Michiel Maertens will act as Secretary of this Committee.
Media attention to Human Rights Without Frontiers report on inhuman treatment
of pregnant women and babies in North Korean camps
Murder of infants of North Korean women defectors
By Hae Hyun Park
Special correspondent in Paris
Chosun Ilbo (9.01.2002) - The International Civil Liberty Association, Human Rights Without Frontiers, announced January 8 that the murders of infants are being routinely committed. HRWF, headquartered in Brussels, had collected the information from about twenty eyewitnesses defectors around Yanbien, China during the years 2000 and 2001. They made public their findings that compulsory abortions and the murder of newborn babies happen often.
"The Chinese government started to arrest North Korean women with its moral duty to root out trafficking in human beings early 2000. Thus, thousands of North Korean women including some married in China were repatriated to North Korea against their will," a HRWF representative stated. "When arrested, unborn babies and infants were accused of treason and killed like their mothers, who were hunted as enemies of the nation".

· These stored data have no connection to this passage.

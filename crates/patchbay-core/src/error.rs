//! Error types for patch editing and recomputation.

use thiserror::Error;

use crate::catalog::{Direction, NodeKind};
use crate::graph::{ConnectionId, NodeId};
use crate::socket::SocketType;

/// Errors returned by [`PatchGraph`](crate::PatchGraph) mutations and by
/// [`Engine::recompute()`](crate::Engine::recompute).
///
/// Structural errors leave the graph unchanged. An unsatisfied input is not an
/// error; it shows up as [`ParamValue::Undefined`](crate::ParamValue::Undefined)
/// in the snapshot.
#[derive(Debug, Clone, PartialEq, Error)]
pub enum PatchError {
    /// A node with this identity already exists.
    #[error("node {0} already exists")]
    DuplicateIdentity(NodeId),

    /// The identity is too far past the next fresh identity, or no fresh
    /// identity would remain after it.
    #[error("node identity {0} is out of range")]
    IdentityOutOfRange(NodeId),

    /// The node does not exist.
    #[error("node {0} not found")]
    NodeNotFound(NodeId),

    /// The connection does not exist.
    #[error("connection {0} not found")]
    ConnectionNotFound(ConnectionId),

    /// The node kind has no port with this name in this direction.
    #[error("{kind} node {node} has no {direction} port '{port}'")]
    PortNotFound {
        /// Node that was addressed.
        node: NodeId,
        /// Kind of that node.
        kind: NodeKind,
        /// Requested direction.
        direction: Direction,
        /// Requested port name.
        port: String,
    },

    /// The node kind has no control with this name.
    #[error("{kind} has no control '{control}'")]
    ControlNotFound {
        /// Kind of the addressed node.
        kind: NodeKind,
        /// Requested control name.
        control: String,
    },

    /// The output socket cannot feed the input socket.
    #[error("cannot connect {from} output to {to} input")]
    TypeMismatch {
        /// Socket type of the source port.
        from: SocketType,
        /// Socket type of the target port.
        to: SocketType,
    },

    /// The target input already has an incoming connection.
    #[error("input '{port}' of node {node} is already connected by {existing}")]
    PortOccupied {
        /// Target node.
        node: NodeId,
        /// Target input port.
        port: String,
        /// The connection currently occupying the port.
        existing: ConnectionId,
    },

    /// A cycle was found through the given node.
    #[error("cyclic dependency through node {0}")]
    CyclicDependency(NodeId),

    /// Control values must be finite.
    #[error("invalid value {value} for control '{control}'")]
    InvalidControlValue {
        /// Control name.
        control: String,
        /// Rejected value.
        value: f32,
    },
}

impl PatchError {
    /// Returns true for the "reference not found" family.
    pub fn is_not_found(&self) -> bool {
        matches!(
            self,
            PatchError::NodeNotFound(_)
                | PatchError::ConnectionNotFound(_)
                | PatchError::PortNotFound { .. }
                | PatchError::ControlNotFound { .. }
        )
    }
}

/// Convenience result type for patch operations.
pub type Result<T> = core::result::Result<T, PatchError>;
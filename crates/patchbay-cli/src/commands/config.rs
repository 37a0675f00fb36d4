//! Config command: show the effective session config or write a default.

use std::path::PathBuf;

use anyhow::Context;
use clap::Args;
use patchbay_config::{SessionConfig, user_config_file};

use crate::commands::common::load_config;

#[derive(Args)]
pub struct ConfigArgs {
    /// Config file to show (default: ./patchbay.toml, then the user config)
    #[arg(short, long, value_name = "FILE")]
    config: Option<PathBuf>,

    /// Write the default config to FILE instead of printing
    #[arg(long, value_name = "FILE")]
    init: Option<PathBuf>,

    /// Overwrite FILE if it already exists
    #[arg(long, requires = "init")]
    force: bool,
}

pub fn run(args: ConfigArgs) -> anyhow::Result<()> {
    if let Some(path) = &args.init {
        if path.exists() && !args.force {
            anyhow::bail!(
                "{} already exists (use --force to overwrite)",
                path.display()
            );
        }
        SessionConfig::default()
            .save(path)
            .with_context(|| format!("writing {}", path.display()))?;
        println!("Wrote default config to {}", path.display());
        return Ok(());
    }

    let (config, source) = load_config(args.config.as_deref())?;
    match source {
        Some(path) => println!("# source: {}", path.display()),
        None => println!(
            "# source: defaults (no file at ./patchbay.toml or {})",
            user_config_file().display()
        ),
    }
    print!("{}", config.to_toml()?);
    Ok(())
}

According to the HRWF briefing, a woman who had been a prisoner in Onsung concentration camp testified, "Guards ordered us to kill the infants as soon as they were born, and some of us had to let these babies die with wet vinyl bags on their heads on cold floors."
At Onsung, more than four babies reportedly were born and all of them faced the same fate. In Hoi-Ryung concentration camp seven, infants were choked or thrown to death.
One witness who was a guard at Kyongsung concentration camp stated, "One woman had given birth to a child as she was being tortured, and a guard threw out the new-born baby to a dog."
Another witness who had once been a guard of Chongsung concentration camp stated, "Deliveries in the camps were completely prohibited to prevent the number of traitors from increasing. Guards raped the prisoners from time to time, or prisoners had sex with guards for better treatment."